Input data
◆ ◆ ◆
/*
This file is part of the Building Aggregration Tool
Copyright (C) 2022 Novel-T

The Building Aggregration Tool is free software: you can redistribute it and/or modify
it under the terms of the GNU General Public License as published by
the Free Software Foundation, either version 3 of the License, or
(at your option) any later version.

This program is distributed in the hope that it will be useful,
but WITHOUT ANY WARRANTY; without even the implied warranty of
MERCHANTABILITY or FITNESS FOR A PARTICULAR PURPOSE.  See the
GNU General Public License for more details.

You should have received a copy of the GNU General Public License
along with this program.  If not, see <http://www.gnu.org/licenses/>.
*/

//! Interwoven occlusion-aware rasterizer: turns a view plus its visible
//! elements into per-cell occupancy, ink, proxy, and annotation layers, then
//! rolls those into per-view metrics. [`run_view`] is the single entry point
//! that ties every component together; everything else is composable on its
//! own for testing.

pub mod annotation;
pub mod cache;
pub mod capability;
pub mod collector;
pub mod config;
pub mod diagnostics;
pub mod error;
pub mod footprint;
pub mod math_utils;
pub mod metrics;
pub mod model_pass;
pub mod policy;
pub mod raster;
pub mod view_basis;

pub use error::{VopError, VopResult};

use capability::{HostCapability, ViewKind};
use config::Config;
use diagnostics::{Diagnostics, DiagnosticsSummary};
use raster::ViewRaster;
use view_basis::ViewMode;

/// Everything the CLI (or any other caller) needs from one view's run: the
/// metrics, why the bounds were resolved the way they were, and every
/// per-phase stat bundle for a diagnostic dump.
#[derive(Debug, Clone, serde::Serialize)]
pub struct ViewReport {
    pub view_id: i64,
    pub mode: &'static str,
    pub from_cache: bool,
    pub metrics: Option<metrics::ViewMetrics>,
    pub bounds_reason: String,
    pub cap_triggered: bool,
    pub collection_stats: policy::PolicyStats,
    pub model_pass_stats: model_pass::ModelPassStats,
    pub annotation_pass_stats: annotation::AnnotationPassStats,
    pub diagnostics: DiagnosticsSummary,
}

fn rejected_report(view_id: i64, reason: &'static str, diag: &Diagnostics) -> ViewReport {
    ViewReport {
        view_id,
        mode: "rejected",
        from_cache: false,
        metrics: None,
        bounds_reason: reason.to_string(),
        cap_triggered: false,
        collection_stats: policy::PolicyStats::default(),
        model_pass_stats: model_pass::ModelPassStats::default(),
        annotation_pass_stats: annotation::AnnotationPassStats::default(),
        diagnostics: diag.to_summary(),
    }
}

fn mode_label(mode: ViewMode) -> &'static str {
    match mode {
        ViewMode::ModelAndAnnotation => "model_and_annotation",
        ViewMode::AnnotationOnly => "annotation_only",
        ViewMode::Rejected => "rejected",
    }
}

/// Runs the whole per-view pipeline: mode gate, bounds resolution, element
/// collection, the interwoven model pass, the annotation pass, then
/// metrics. A rejected or unresolvable view still returns `Ok` with
/// `metrics: None`; only a structural host failure is a hard
/// `VopError` the caller must handle per-view, never a panic.
pub fn run_view(
    host: &dyn HostCapability,
    view_id: i64,
    cfg: &Config,
    view_cache: Option<&cache::ViewCache>,
) -> VopResult<ViewReport> {
    let pipeline_start = std::time::Instant::now();
    let mut diag = Diagnostics::new(cfg.diagnostics_max_events);

    let view = host
        .view_info(view_id)
        .ok_or(VopError::StructuralHostBreakage { view_id })?;

    let (mode, mode_reason) = view_basis::resolve_view_mode(&view);
    if mode == ViewMode::Rejected {
        return Ok(rejected_report(view_id, mode_reason, &diag));
    }

    let collection = collector::collect_elements(host, view_id);
    let annotations = host.query_annotations_in_view(view_id);

    if let Some(cache) = view_cache.filter(|_| cfg.view_cache_enabled) {
        let signature = cache::compute_view_signature(&view, &collection.all_visible_ids);
        let (status, entry) = cache.lookup(view_id, &signature);
        if status == cache::CacheLookup::Hit {
            if let Some(entry) = entry {
                if let Ok(cached_metrics) = serde_json::from_value(entry.metrics) {
                    // A hit restores provenance from the cached row instead of
                    // guessing; elapsed time on a hit is reported as zero.
                    let bounds_reason = entry
                        .row_payload
                        .get("bounds_reason")
                        .and_then(|v| v.as_str())
                        .unwrap_or("cache")
                        .to_string();
                    let cap_triggered = entry
                        .row_payload
                        .get("cap_triggered")
                        .and_then(|v| v.as_bool())
                        .unwrap_or(false);
                    return Ok(ViewReport {
                        view_id,
                        mode: mode_label(mode),
                        from_cache: true,
                        metrics: Some(cached_metrics),
                        bounds_reason,
                        cap_triggered,
                        collection_stats: collection.stats,
                        model_pass_stats: model_pass::ModelPassStats::default(),
                        annotation_pass_stats: annotation::AnnotationPassStats::default(),
                        diagnostics: diag.to_summary(),
                    });
                }
            }
        }
    }

    let mut elements = collection.included;
    let bounds = view_basis::resolve_view_bounds(&view, &elements, &annotations, cfg, &mut diag);

    let mut raster = ViewRaster::new(
        bounds.width_cells,
        bounds.height_cells,
        bounds.cell_size_ft_effective,
        bounds.bounds_uv,
        cfg.tile_size,
    );

    let is_plan_like = matches!(view.kind, ViewKind::FloorPlan | ViewKind::CeilingPlan);

    let model_pass_stats = if mode == ViewMode::ModelAndAnnotation {
        collector::sort_front_to_back(&bounds.basis, &mut elements);
        model_pass::run_model_pass(&mut raster, &bounds.basis, &elements, cfg, is_plan_like)
    } else {
        model_pass::ModelPassStats::default()
    };

    let annotation_pass_stats = annotation::run_annotation_pass(
        &mut raster,
        &bounds.basis,
        &annotations,
        cfg,
        &mut diag,
        view_id,
    );

    let mut view_metrics = metrics::compute_metrics(&raster, cfg, view_id)?;
    view_metrics.cell_size_ft_requested = bounds.cell_size_ft_requested;
    view_metrics.cell_size_ft_effective = bounds.cell_size_ft_effective;
    view_metrics.resolution_mode = bounds.resolution_mode.to_string();
    view_metrics.cap_triggered = bounds.cap_triggered;

    if let Some(cache) = view_cache.filter(|_| cfg.view_cache_enabled) {
        let signature = cache::compute_view_signature(&view, &collection.all_visible_ids);
        if let Ok(metrics_payload) = serde_json::to_value(&view_metrics) {
            let row_payload = serde_json::json!({
                "bounds_reason": bounds.reason,
                "cap_triggered": bounds.cap_triggered,
            });
            let timings = serde_json::json!({
                "total_s": pipeline_start.elapsed().as_secs_f64(),
            });
            // Best-effort: a cache write failure degrades to "recompute next
            // time", never fails the view that just succeeded.
            if let Err(e) = cache.store(view_id, &signature, row_payload, metrics_payload, timings) {
                diag.warn(diagnostics::DiagArgs {
                    phase: "cache",
                    callsite: "run_view",
                    message: "failed to persist view cache entry",
                    exc_message: Some(&e.to_string()),
                    view_id: Some(view_id),
                    ..Default::default()
                });
            }
        }
    }

    Ok(ViewReport {
        view_id,
        mode: mode_label(mode),
        from_cache: false,
        metrics: Some(view_metrics),
        bounds_reason: bounds.reason.to_string(),
        cap_triggered: bounds.cap_triggered,
        collection_stats: collection.stats,
        model_pass_stats,
        annotation_pass_stats,
        diagnostics: diag.to_summary(),
    })
}

#[cfg(test)]
mod test {
    use super::*;
    use crate::capability::{
        AnnotationInfo, Bbox, BboxSource, CollectedElement, ElementInfo, ElementKind,
        ElementSourceType, ViewInfo,
    };
    use glam::{DAffine3, DVec3};

    struct FakeHost {
        view: ViewInfo,
        elements: Vec<CollectedElement>,
        annotations: Vec<AnnotationInfo>,
    }

    impl HostCapability for FakeHost {
        fn view_info(&self, _view_id: i64) -> Option<ViewInfo> {
            Some(self.view.clone())
        }
        fn query_visible_in_view(&self, _view_id: i64) -> Vec<CollectedElement> {
            self.elements.clone()
        }
        fn query_annotations_in_view(&self, _view_id: i64) -> Vec<AnnotationInfo> {
            self.annotations.clone()
        }
        fn import_polylines(&self, _element_id: i64) -> Vec<Vec<DVec3>> {
            vec![]
        }
    }

    fn base_view() -> ViewInfo {
        ViewInfo {
            id: 1,
            name: "Level 1".to_string(),
            kind: ViewKind::FloorPlan,
            is_template: false,
            scale: 96,
            discipline: "Architectural".to_string(),
            phase: "New".to_string(),
            detail_level: "Medium".to_string(),
            template_id: -1,
            origin: DVec3::ZERO,
            right: DVec3::X,
            up: DVec3::Y,
            view_direction: DVec3::new(0.0, 0.0, -1.0),
            crop_box: Some(capability::CropBox {
                min: DVec3::new(0.0, 0.0, 0.0),
                max: DVec3::new(20.0, 20.0, 0.0),
                transform: None,
                active: true,
            }),
            annotation_crop_active: false,
            cut_plane_elevation: Some(4.0),
        }
    }

    fn floor(id: i64) -> CollectedElement {
        CollectedElement {
            element: ElementInfo {
                id,
                category_id: 1,
                category_name: "Floors".to_string(),
                view_specific: false,
                kind: ElementKind::Floor,
                bbox: Some(Bbox {
                    min: DVec3::new(2.0, 2.0, 0.0),
                    max: DVec3::new(15.0, 15.0, 0.0),
                    source: BboxSource::Model,
                }),
                instance_transform: DAffine3::IDENTITY,
                planar_faces: vec![],
                geometry_vertices: vec![
                    DVec3::new(2.0, 2.0, 0.0),
                    DVec3::new(15.0, 2.0, 0.0),
                    DVec3::new(15.0, 15.0, 0.0),
                    DVec3::new(2.0, 15.0, 0.0),
                ],
                sketch_loops: vec![],
            },
            world_transform: DAffine3::IDENTITY,
            source_type: ElementSourceType::Host,
            source_id: "HOST".to_string(),
            link_inst_id: None,
        }
    }

    #[test]
    fn template_view_is_rejected_before_any_geometry_work() {
        let mut view = base_view();
        view.is_template = true;
        let host = FakeHost {
            view,
            elements: vec![],
            annotations: vec![],
        };
        let cfg = Config::default();
        let report = run_view(&host, 1, &cfg, None).unwrap();
        assert_eq!(report.mode, "rejected");
        assert!(report.metrics.is_none());
    }

    #[test]
    fn model_and_annotation_view_produces_metrics() {
        let host = FakeHost {
            view: base_view(),
            elements: vec![floor(1)],
            annotations: vec![],
        };
        let cfg = Config::default();
        let report = run_view(&host, 1, &cfg, None).unwrap();
        assert_eq!(report.mode, "model_and_annotation");
        let metrics = report.metrics.unwrap();
        assert!(metrics.total_cells > 0);
        assert_eq!(
            metrics.empty_cells + metrics.model_only_cells + metrics.anno_only_cells + metrics.overlap_cells,
            metrics.total_cells
        );
    }

    #[test]
    fn missing_view_is_structural_breakage() {
        struct EmptyHost;
        impl HostCapability for EmptyHost {
            fn view_info(&self, _view_id: i64) -> Option<ViewInfo> {
                None
            }
            fn query_visible_in_view(&self, _view_id: i64) -> Vec<CollectedElement> {
                vec![]
            }
            fn query_annotations_in_view(&self, _view_id: i64) -> Vec<AnnotationInfo> {
                vec![]
            }
            fn import_polylines(&self, _element_id: i64) -> Vec<Vec<DVec3>> {
                vec![]
            }
        }
        let cfg = Config::default();
        let result = run_view(&EmptyHost, 99, &cfg, None);
        assert!(matches!(result, Err(VopError::StructuralHostBreakage { view_id: 99 })));
    }

    #[test]
    fn cache_hit_skips_recomputation() {
        let tmp = std::env::temp_dir().join(format!("vop_lib_cache_test_{}", std::process::id()));
        let _ = std::fs::remove_dir_all(&tmp);
        let mut cfg = Config::default();
        cfg.view_cache_dir = tmp.display().to_string();

        let host = FakeHost {
            view: base_view(),
            elements: vec![floor(1)],
            annotations: vec![],
        };

        let cache = cache::ViewCache::new(&cfg, "proj-guid");
        let first = run_view(&host, 1, &cfg, Some(&cache)).unwrap();
        assert!(!first.from_cache);

        let second = run_view(&host, 1, &cfg, Some(&cache)).unwrap();
        assert!(second.from_cache);
        assert_eq!(
            second.metrics.unwrap().total_cells,
            first.metrics.unwrap().total_cells
        );

        std::fs::remove_dir_all(&tmp).ok();
    }
}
◆ ◆ ◆
Directions
The lines above starting at the one that contains "cfg, &mut diag);" and ending at the one that contains "that just succeeded." must be transcribed exactly, and no other lines may appear.

Output for this exercise
    let bounds = view_basis::resolve_view_bounds(&view, &elements, &annotations, cfg, &mut diag);

    let mut raster = ViewRaster::new(
        bounds.width_cells,
        bounds.height_cells,
        bounds.cell_size_ft_effective,
        bounds.bounds_uv,
        cfg.tile_size,
    );

    let is_plan_like = matches!(view.kind, ViewKind::FloorPlan | ViewKind::CeilingPlan);

    let model_pass_stats = if mode == ViewMode::ModelAndAnnotation {
        collector::sort_front_to_back(&bounds.basis, &mut elements);
        model_pass::run_model_pass(&mut raster, &bounds.basis, &elements, cfg, is_plan_like)
    } else {
        model_pass::ModelPassStats::default()
    };

    let annotation_pass_stats = annotation::run_annotation_pass(
        &mut raster,
        &bounds.basis,
        &annotations,
        cfg,
        &mut diag,
        view_id,
    );

    let mut view_metrics = metrics::compute_metrics(&raster, cfg, view_id)?;
    view_metrics.cell_size_ft_requested = bounds.cell_size_ft_requested;
    view_metrics.cell_size_ft_effective = bounds.cell_size_ft_effective;
    view_metrics.resolution_mode = bounds.resolution_mode.to_string();
    view_metrics.cap_triggered = bounds.cap_triggered;

    if let Some(cache) = view_cache.filter(|_| cfg.view_cache_enabled) {
        let signature = cache::compute_view_signature(&view, &collection.all_visible_ids);
        if let Ok(metrics_payload) = serde_json::to_value(&view_metrics) {
            let row_payload = serde_json::json!({
                "bounds_reason": bounds.reason,
                "cap_triggered": bounds.cap_triggered,
            });
            let timings = serde_json::json!({
                "total_s": pipeline_start.elapsed().as_secs_f64(),
            });
            // Best-effort: a cache write failure degrades to "recompute next
            // time", never fails the view that just succeeded.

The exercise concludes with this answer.